## Brief
What is the number of lines below that contain the string "expected"? Give it and nothing else.

## Material for this exercise
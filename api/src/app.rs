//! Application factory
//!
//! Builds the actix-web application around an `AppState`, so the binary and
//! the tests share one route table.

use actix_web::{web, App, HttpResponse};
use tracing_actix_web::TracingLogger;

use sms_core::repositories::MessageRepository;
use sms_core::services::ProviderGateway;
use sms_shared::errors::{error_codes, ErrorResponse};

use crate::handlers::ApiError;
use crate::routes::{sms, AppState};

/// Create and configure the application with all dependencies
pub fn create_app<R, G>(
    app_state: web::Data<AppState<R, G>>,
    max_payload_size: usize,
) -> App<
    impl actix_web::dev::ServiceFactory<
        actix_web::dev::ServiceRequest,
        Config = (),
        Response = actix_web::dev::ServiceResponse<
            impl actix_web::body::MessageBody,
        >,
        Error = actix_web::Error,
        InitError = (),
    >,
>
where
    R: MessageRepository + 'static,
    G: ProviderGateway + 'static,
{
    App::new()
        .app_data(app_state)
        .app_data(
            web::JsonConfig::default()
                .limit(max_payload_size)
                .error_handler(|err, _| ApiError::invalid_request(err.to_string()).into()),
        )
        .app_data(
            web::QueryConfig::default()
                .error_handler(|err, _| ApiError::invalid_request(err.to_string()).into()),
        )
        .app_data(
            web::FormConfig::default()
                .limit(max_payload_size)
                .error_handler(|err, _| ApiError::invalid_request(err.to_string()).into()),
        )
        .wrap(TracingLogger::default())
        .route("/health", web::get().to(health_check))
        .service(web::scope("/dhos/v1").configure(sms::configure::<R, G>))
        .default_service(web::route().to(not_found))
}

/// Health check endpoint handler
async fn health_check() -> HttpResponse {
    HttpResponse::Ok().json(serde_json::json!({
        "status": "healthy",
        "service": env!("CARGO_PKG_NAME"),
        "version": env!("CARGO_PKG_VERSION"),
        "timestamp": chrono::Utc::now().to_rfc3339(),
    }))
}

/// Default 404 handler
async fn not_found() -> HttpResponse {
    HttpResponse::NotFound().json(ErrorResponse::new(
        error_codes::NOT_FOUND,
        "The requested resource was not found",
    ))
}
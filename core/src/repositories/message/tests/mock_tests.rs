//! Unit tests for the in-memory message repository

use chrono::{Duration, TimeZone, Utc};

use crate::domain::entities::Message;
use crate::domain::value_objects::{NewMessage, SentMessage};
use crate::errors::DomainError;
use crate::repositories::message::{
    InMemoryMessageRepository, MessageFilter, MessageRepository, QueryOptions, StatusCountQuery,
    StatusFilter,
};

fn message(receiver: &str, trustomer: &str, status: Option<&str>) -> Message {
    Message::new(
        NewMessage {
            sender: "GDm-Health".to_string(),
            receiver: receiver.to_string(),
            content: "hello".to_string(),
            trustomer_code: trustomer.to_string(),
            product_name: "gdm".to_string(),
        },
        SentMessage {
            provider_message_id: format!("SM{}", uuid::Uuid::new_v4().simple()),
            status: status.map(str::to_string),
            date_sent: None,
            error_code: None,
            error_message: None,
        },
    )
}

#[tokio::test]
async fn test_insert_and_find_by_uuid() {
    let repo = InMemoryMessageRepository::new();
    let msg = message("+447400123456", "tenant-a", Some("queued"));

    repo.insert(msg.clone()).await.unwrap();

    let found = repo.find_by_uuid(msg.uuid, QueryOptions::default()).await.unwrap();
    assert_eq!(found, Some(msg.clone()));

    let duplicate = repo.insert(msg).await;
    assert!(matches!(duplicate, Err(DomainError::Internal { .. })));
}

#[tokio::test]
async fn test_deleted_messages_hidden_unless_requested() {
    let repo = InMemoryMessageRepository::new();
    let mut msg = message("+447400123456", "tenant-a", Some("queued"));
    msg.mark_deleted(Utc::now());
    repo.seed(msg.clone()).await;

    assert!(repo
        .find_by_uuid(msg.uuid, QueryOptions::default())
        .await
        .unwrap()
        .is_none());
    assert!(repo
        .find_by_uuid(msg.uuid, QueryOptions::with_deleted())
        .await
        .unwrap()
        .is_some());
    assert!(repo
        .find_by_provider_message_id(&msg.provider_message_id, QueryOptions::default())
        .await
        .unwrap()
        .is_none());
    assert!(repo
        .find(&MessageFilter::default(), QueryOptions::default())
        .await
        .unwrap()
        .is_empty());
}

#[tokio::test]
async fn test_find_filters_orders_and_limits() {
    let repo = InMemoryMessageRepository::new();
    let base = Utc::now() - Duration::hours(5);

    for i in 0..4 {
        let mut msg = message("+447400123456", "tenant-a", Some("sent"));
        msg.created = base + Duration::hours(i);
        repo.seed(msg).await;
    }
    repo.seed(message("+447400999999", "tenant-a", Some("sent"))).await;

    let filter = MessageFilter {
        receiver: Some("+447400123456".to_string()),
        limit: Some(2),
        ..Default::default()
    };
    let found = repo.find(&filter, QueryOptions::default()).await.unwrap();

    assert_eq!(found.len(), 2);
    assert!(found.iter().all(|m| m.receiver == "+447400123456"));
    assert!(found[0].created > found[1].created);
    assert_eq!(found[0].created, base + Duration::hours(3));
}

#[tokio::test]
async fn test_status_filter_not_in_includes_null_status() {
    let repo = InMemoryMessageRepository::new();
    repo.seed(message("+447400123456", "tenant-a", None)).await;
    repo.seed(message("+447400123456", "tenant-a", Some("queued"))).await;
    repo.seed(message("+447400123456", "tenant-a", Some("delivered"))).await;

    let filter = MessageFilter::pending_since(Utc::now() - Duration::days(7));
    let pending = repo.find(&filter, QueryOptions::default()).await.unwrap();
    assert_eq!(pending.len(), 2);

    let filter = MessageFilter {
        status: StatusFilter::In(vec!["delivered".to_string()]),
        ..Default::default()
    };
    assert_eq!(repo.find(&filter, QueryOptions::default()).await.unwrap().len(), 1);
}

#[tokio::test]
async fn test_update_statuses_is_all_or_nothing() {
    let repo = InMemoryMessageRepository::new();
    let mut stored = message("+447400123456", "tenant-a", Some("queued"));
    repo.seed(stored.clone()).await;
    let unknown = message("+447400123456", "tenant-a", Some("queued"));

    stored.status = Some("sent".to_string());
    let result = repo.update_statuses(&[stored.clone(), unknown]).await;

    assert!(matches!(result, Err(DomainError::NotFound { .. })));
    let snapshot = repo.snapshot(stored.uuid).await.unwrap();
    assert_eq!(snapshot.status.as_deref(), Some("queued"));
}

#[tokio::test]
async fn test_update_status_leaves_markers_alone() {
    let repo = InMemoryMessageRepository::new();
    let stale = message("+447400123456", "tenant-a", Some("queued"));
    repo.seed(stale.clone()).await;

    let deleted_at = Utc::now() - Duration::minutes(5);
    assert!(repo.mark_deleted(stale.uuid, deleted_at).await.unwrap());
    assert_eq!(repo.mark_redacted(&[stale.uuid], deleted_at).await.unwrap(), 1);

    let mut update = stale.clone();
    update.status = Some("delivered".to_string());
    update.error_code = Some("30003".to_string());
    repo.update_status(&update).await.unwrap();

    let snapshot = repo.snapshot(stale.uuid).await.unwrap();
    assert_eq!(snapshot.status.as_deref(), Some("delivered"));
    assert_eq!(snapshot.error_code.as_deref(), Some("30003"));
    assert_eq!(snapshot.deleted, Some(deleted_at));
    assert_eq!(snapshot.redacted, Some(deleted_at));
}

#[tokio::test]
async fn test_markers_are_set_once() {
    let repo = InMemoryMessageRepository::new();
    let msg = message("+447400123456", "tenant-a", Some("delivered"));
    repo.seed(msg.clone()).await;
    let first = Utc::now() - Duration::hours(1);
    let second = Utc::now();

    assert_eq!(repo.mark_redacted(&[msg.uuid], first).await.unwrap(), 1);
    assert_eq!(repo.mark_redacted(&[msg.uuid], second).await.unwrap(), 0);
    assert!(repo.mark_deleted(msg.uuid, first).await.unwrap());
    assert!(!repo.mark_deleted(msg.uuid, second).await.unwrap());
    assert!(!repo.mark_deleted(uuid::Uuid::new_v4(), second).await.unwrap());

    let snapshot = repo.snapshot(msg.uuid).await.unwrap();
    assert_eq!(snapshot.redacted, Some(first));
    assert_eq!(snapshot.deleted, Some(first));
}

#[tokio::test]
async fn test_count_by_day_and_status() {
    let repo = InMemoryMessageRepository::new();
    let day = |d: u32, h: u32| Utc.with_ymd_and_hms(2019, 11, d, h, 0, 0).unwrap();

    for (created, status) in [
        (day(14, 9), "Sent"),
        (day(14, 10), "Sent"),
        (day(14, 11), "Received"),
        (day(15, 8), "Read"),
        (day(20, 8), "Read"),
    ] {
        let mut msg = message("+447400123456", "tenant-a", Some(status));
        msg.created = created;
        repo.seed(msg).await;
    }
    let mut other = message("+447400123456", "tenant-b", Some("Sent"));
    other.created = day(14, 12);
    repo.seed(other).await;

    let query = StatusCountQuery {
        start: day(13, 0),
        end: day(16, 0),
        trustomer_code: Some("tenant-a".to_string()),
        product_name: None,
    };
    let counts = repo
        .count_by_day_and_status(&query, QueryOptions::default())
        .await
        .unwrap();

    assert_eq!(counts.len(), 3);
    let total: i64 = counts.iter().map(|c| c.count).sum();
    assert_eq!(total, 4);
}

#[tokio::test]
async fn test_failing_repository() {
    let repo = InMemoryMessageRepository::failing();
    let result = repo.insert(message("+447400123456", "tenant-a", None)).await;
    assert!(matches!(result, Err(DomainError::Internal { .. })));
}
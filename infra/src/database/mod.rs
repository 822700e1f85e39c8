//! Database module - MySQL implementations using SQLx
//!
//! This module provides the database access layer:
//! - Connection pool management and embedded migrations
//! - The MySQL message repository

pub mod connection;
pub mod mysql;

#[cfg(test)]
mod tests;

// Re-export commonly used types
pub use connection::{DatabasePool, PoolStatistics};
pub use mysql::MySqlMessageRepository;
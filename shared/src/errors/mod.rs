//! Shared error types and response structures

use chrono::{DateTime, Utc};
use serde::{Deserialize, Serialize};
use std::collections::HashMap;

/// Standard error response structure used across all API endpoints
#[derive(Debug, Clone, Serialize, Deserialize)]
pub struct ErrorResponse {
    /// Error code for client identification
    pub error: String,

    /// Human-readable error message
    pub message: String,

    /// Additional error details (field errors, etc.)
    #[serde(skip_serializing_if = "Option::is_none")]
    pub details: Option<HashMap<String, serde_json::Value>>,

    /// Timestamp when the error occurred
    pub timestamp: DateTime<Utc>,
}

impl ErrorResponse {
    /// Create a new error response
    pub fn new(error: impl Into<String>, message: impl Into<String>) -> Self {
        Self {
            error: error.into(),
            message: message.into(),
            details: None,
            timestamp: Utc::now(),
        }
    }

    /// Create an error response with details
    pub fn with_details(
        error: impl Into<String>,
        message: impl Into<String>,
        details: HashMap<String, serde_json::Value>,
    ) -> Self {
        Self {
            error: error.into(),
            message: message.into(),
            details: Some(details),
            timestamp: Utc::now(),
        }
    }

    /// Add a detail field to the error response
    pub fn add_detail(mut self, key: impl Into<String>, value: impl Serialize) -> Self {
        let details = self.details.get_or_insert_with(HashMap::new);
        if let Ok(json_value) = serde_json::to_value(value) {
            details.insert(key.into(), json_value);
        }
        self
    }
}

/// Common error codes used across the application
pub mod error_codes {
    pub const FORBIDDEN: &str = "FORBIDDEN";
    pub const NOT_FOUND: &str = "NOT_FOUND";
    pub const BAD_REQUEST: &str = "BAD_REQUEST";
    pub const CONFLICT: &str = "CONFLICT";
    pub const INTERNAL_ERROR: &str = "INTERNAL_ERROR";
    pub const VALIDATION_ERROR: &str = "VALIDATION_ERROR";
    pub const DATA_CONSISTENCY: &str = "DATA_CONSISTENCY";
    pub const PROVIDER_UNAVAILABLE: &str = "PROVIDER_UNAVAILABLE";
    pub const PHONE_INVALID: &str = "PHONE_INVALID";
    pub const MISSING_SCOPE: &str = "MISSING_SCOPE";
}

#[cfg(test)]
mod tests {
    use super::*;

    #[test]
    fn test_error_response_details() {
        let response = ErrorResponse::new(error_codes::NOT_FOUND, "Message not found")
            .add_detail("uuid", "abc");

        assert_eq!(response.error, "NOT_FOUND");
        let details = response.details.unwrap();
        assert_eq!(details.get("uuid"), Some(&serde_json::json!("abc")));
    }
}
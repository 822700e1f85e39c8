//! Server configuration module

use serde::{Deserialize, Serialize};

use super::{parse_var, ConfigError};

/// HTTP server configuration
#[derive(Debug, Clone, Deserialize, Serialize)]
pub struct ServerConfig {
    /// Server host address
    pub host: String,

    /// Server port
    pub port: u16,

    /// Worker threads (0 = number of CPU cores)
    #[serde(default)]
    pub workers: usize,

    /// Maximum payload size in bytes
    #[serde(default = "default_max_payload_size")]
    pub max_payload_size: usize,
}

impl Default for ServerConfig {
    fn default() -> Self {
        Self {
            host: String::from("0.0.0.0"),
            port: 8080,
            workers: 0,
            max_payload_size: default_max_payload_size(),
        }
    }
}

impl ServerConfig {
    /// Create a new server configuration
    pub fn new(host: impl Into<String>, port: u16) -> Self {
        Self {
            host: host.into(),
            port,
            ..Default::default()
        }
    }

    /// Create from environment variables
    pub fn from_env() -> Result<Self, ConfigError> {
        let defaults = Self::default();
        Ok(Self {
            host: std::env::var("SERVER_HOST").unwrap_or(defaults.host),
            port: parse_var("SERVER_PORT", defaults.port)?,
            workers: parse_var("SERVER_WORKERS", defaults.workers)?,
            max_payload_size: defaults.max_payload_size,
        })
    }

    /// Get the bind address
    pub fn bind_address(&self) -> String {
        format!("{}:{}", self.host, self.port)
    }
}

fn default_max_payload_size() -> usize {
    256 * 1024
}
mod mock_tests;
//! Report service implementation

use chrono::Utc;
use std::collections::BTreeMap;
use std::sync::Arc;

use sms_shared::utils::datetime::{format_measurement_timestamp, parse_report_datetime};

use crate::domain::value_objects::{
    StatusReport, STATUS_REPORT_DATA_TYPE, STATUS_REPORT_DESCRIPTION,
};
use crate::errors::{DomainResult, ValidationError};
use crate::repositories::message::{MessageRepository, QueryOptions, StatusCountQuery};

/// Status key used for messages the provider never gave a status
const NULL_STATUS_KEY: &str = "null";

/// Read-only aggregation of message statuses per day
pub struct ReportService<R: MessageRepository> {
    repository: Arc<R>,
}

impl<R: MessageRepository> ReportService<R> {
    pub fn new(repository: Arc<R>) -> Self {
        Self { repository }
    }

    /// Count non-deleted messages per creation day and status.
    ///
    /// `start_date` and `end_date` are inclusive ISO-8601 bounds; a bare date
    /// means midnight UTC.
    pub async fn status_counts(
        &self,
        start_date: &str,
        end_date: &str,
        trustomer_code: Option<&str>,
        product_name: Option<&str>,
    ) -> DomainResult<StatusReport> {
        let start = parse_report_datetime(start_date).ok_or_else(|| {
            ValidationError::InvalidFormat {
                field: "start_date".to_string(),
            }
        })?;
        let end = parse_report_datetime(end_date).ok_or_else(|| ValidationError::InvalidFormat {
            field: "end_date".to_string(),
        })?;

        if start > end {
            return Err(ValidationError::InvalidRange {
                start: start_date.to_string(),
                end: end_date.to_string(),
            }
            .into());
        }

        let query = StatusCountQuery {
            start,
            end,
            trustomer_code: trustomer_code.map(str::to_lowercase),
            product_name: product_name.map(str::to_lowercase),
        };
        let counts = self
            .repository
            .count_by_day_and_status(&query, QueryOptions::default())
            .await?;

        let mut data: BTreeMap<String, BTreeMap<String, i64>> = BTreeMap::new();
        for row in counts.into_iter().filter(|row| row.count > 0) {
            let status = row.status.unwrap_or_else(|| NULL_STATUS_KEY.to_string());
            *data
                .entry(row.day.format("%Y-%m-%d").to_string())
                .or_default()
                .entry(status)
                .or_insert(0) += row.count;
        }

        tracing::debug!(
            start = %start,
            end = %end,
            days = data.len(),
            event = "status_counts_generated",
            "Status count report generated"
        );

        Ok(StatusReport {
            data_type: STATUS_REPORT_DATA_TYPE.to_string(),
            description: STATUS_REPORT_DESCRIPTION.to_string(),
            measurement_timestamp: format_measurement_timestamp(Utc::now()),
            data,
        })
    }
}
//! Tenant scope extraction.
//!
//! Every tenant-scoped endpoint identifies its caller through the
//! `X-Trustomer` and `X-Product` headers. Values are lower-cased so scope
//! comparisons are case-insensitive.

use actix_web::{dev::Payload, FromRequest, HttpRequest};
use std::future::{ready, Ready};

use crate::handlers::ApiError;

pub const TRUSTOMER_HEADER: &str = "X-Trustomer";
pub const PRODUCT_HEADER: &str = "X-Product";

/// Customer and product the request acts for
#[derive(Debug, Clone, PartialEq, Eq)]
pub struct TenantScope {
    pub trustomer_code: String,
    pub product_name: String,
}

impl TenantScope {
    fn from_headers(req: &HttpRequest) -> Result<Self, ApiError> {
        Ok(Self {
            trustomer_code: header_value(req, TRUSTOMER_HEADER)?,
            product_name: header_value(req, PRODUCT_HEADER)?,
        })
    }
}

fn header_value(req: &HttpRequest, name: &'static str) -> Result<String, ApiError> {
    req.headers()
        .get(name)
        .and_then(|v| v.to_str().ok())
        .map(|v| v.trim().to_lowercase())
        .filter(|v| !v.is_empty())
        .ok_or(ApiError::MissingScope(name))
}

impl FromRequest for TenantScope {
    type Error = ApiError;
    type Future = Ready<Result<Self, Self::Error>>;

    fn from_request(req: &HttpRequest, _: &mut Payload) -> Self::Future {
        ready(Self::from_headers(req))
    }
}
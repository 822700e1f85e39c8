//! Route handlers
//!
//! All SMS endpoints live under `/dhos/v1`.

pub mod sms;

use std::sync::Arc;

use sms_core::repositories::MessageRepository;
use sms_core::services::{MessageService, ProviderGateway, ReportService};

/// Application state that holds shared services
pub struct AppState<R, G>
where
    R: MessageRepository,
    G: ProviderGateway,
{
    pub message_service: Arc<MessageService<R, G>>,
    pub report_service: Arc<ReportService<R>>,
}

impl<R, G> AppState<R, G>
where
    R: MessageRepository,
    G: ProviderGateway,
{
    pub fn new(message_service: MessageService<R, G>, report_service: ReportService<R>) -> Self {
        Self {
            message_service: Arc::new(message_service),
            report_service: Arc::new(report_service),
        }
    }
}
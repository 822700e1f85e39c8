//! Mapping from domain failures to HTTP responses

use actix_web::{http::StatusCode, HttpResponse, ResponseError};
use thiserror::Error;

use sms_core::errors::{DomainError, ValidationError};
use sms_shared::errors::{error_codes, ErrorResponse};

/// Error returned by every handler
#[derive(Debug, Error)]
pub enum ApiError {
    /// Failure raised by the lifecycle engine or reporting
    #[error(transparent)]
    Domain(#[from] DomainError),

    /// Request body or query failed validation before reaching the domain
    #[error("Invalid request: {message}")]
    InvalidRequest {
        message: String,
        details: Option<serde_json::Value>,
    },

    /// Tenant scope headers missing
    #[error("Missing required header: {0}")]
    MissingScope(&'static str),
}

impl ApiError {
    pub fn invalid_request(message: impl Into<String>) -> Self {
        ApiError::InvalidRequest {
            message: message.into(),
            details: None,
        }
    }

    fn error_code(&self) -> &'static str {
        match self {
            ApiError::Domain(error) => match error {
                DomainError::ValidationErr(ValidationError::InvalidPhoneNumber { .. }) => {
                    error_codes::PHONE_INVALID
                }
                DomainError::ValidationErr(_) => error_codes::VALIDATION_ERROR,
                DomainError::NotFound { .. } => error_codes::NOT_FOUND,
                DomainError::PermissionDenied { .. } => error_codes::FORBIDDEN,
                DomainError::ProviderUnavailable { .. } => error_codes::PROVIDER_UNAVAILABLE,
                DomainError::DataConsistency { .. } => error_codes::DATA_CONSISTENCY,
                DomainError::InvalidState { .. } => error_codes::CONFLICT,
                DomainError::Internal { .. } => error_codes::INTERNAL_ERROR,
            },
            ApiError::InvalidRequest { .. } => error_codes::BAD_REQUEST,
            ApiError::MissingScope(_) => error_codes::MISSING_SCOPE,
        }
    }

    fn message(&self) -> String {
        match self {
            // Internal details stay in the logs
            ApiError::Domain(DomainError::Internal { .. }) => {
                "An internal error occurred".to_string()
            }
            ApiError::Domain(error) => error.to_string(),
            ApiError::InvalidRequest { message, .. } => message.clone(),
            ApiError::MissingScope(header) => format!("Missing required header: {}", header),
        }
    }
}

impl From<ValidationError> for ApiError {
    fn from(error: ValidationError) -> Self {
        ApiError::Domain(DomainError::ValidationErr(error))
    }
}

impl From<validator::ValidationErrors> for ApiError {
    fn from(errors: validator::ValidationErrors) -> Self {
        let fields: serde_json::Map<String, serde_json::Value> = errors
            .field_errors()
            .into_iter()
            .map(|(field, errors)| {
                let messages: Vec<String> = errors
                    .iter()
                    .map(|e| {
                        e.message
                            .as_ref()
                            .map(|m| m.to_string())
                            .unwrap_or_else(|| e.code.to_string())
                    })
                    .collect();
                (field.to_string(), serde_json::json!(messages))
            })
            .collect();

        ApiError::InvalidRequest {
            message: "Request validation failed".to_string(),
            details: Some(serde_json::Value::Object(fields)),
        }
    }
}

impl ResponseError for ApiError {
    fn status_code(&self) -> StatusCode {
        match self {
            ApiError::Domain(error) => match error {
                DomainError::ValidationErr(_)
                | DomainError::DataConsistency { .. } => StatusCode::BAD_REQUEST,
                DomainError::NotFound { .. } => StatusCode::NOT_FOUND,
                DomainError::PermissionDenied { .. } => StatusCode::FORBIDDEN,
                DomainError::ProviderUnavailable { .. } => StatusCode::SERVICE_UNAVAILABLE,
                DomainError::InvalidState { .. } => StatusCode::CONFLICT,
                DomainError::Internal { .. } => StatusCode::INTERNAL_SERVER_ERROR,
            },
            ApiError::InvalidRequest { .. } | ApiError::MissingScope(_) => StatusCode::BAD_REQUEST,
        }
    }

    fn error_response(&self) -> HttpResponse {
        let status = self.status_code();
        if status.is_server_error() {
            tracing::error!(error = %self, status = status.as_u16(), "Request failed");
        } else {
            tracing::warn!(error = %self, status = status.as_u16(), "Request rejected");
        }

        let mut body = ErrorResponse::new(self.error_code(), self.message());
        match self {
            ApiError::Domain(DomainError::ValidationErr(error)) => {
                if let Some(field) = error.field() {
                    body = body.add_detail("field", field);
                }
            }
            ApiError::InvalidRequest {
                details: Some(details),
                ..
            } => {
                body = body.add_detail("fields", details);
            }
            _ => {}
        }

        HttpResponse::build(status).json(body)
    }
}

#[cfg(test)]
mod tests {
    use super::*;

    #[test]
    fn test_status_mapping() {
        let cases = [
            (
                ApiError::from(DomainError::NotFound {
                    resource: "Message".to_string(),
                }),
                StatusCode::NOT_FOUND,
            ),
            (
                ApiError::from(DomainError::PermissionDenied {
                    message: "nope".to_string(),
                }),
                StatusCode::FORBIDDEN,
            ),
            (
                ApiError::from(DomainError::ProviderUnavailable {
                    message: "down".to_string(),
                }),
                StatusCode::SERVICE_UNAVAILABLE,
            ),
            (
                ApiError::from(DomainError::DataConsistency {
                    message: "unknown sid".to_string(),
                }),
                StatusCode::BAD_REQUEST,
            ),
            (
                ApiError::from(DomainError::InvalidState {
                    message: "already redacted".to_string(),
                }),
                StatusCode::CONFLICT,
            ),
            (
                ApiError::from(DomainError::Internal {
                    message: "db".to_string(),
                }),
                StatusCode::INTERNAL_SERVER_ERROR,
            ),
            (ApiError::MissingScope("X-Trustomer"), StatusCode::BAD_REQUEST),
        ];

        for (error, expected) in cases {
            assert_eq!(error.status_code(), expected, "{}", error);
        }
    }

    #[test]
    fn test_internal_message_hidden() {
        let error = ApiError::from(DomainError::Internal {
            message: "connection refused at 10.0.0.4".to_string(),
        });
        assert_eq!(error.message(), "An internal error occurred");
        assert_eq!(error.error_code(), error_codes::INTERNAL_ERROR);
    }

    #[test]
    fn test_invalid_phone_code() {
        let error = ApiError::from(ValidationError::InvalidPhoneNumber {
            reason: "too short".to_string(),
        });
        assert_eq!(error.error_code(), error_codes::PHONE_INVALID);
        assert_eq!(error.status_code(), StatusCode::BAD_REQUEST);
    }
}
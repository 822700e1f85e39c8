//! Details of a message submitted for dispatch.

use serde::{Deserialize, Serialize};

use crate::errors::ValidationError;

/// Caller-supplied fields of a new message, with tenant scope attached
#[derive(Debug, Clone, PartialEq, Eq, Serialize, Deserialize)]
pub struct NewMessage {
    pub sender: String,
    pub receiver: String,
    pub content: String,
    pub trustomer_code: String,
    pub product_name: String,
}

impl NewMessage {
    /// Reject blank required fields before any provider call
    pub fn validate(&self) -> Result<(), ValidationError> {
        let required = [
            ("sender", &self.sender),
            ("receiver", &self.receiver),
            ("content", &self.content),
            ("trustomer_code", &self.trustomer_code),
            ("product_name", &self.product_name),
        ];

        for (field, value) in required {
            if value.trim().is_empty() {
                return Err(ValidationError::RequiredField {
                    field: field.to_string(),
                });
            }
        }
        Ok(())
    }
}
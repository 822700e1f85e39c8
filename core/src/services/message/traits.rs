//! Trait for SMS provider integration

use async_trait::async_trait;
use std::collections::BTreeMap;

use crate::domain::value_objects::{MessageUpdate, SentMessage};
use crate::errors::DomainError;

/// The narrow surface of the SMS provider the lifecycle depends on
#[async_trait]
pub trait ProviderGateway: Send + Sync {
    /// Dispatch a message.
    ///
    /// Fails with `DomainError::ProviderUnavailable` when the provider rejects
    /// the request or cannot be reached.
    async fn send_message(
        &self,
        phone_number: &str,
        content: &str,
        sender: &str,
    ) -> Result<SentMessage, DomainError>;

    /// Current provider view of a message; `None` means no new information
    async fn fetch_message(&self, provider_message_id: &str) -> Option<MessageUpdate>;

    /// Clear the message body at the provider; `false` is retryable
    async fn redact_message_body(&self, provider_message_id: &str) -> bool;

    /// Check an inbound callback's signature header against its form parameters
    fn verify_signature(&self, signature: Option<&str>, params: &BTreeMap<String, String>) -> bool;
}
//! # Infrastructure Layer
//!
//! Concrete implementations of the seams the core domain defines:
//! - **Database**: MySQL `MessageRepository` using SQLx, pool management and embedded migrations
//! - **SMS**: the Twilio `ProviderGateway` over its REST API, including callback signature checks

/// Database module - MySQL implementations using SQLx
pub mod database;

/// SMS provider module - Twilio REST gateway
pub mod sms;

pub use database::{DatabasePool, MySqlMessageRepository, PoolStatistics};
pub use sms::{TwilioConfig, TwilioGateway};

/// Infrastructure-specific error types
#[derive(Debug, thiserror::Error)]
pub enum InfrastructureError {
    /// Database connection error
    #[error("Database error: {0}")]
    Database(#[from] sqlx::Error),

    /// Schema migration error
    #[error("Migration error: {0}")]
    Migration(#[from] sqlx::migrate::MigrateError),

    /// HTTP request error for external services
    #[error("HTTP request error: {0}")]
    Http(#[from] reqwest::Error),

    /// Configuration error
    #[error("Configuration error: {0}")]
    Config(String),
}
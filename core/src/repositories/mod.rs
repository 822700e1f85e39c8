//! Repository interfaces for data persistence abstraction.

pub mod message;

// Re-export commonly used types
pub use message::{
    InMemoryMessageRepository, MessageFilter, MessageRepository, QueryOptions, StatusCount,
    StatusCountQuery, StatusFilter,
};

## Answer box
2